Collected data entries:
BEGIN

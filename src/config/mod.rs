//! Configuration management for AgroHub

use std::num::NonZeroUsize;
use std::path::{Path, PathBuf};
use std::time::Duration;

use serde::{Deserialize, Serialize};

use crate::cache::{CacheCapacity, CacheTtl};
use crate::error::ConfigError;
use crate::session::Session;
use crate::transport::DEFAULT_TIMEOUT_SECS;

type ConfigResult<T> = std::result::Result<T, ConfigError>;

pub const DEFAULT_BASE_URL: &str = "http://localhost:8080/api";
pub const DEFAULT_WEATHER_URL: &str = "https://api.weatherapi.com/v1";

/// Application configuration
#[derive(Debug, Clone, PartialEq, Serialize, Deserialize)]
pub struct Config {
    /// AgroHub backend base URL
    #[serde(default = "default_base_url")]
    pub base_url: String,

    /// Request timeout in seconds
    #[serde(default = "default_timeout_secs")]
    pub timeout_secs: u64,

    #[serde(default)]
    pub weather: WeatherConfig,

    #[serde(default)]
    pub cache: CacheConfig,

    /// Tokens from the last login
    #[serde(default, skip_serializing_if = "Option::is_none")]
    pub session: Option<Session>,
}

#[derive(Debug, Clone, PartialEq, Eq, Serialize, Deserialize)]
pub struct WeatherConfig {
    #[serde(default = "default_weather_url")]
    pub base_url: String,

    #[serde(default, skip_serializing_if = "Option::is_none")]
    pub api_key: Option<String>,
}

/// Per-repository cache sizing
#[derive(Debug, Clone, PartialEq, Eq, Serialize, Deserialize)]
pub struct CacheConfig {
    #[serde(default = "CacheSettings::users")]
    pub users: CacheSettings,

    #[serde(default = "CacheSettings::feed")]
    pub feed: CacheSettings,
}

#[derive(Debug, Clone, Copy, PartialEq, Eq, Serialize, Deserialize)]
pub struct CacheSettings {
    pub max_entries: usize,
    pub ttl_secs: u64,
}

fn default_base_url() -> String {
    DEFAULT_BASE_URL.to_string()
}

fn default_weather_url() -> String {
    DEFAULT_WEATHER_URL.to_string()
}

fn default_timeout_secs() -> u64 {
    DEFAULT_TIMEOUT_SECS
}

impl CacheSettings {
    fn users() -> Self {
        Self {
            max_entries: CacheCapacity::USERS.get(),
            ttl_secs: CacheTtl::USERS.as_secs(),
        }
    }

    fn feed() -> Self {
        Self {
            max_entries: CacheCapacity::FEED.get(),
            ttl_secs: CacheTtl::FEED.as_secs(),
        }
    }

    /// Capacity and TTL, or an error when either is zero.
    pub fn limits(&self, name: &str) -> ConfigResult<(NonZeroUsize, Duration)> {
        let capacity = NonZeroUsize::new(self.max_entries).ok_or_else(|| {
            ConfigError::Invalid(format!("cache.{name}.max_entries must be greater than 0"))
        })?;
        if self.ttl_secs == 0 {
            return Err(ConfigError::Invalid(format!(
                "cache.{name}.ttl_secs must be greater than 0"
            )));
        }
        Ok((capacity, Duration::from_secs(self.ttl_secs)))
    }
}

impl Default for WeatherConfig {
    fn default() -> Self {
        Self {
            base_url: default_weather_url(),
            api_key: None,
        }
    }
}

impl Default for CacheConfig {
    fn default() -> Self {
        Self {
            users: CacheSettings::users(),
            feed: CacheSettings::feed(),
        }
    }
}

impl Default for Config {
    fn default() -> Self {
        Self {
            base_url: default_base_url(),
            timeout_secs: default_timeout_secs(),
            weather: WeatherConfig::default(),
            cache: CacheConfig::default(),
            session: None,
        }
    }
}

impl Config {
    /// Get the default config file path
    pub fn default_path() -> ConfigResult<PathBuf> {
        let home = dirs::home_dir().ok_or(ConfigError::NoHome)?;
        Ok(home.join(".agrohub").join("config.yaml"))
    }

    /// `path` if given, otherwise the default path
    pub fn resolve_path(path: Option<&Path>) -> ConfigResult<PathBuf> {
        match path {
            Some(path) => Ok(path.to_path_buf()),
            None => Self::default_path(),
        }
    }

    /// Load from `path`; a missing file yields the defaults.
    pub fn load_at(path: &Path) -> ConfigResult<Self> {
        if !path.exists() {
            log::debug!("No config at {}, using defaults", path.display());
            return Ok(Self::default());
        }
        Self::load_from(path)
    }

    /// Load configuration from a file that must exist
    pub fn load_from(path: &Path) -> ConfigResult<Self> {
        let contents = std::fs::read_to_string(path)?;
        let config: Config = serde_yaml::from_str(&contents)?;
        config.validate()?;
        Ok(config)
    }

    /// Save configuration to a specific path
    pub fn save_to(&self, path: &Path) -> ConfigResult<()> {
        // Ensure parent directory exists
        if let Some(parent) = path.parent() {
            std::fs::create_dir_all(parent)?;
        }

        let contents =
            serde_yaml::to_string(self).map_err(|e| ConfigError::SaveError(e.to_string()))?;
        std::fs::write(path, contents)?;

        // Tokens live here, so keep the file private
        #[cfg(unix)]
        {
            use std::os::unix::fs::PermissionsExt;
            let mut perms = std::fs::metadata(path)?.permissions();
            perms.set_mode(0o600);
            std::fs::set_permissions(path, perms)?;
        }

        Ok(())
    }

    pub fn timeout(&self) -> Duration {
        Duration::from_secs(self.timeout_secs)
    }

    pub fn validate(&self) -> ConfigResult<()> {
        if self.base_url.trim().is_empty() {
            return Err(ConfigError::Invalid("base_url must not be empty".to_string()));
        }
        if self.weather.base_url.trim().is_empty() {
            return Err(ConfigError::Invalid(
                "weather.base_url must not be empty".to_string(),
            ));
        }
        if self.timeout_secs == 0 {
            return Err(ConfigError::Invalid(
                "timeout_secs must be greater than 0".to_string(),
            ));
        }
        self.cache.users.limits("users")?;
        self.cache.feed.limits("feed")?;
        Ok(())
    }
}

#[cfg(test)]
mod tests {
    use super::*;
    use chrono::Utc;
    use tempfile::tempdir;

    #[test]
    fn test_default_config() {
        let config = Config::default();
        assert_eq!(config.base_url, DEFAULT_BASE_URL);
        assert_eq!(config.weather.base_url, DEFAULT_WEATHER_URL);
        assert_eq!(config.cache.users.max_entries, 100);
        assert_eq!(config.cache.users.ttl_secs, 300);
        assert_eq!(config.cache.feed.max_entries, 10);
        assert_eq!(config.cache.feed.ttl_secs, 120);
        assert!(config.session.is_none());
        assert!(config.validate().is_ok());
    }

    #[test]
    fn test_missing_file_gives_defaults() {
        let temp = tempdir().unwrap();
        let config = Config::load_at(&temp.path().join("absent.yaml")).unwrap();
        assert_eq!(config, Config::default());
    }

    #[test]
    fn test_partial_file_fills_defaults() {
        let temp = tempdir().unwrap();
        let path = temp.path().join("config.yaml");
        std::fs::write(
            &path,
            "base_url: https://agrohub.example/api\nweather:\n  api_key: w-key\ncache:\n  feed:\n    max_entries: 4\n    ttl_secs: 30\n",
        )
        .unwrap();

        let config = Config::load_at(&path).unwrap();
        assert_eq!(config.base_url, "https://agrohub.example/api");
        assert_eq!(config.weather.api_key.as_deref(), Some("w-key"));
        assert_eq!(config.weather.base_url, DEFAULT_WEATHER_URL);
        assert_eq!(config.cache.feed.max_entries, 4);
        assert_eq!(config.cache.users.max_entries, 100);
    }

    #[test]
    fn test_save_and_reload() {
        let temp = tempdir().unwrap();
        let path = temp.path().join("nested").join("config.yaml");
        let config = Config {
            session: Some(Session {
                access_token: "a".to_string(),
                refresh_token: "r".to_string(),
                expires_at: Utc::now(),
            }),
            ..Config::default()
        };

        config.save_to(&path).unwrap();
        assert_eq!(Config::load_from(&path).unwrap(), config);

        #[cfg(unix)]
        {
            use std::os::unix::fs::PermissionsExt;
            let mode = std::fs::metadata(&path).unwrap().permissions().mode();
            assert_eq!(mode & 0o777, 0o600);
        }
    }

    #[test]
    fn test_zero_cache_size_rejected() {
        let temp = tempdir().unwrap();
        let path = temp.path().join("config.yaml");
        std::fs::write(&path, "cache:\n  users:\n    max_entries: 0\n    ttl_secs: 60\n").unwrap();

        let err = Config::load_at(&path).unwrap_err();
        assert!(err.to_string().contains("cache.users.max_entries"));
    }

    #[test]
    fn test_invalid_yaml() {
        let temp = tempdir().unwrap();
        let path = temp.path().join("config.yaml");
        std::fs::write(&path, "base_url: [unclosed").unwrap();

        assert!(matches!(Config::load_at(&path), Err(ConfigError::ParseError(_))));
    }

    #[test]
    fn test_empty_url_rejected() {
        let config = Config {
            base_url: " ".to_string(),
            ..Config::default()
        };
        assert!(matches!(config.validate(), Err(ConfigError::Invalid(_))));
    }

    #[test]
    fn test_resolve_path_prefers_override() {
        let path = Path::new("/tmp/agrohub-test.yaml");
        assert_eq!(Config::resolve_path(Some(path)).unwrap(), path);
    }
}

END

# Required work
Make a copy of each line in the records that has the word "validate".

# Worked solution
        config.validate()?;
    pub fn validate(&self) -> ConfigResult<()> {
        assert!(config.validate().is_ok());
        assert!(matches!(config.validate(), Err(ConfigError::Invalid(_))));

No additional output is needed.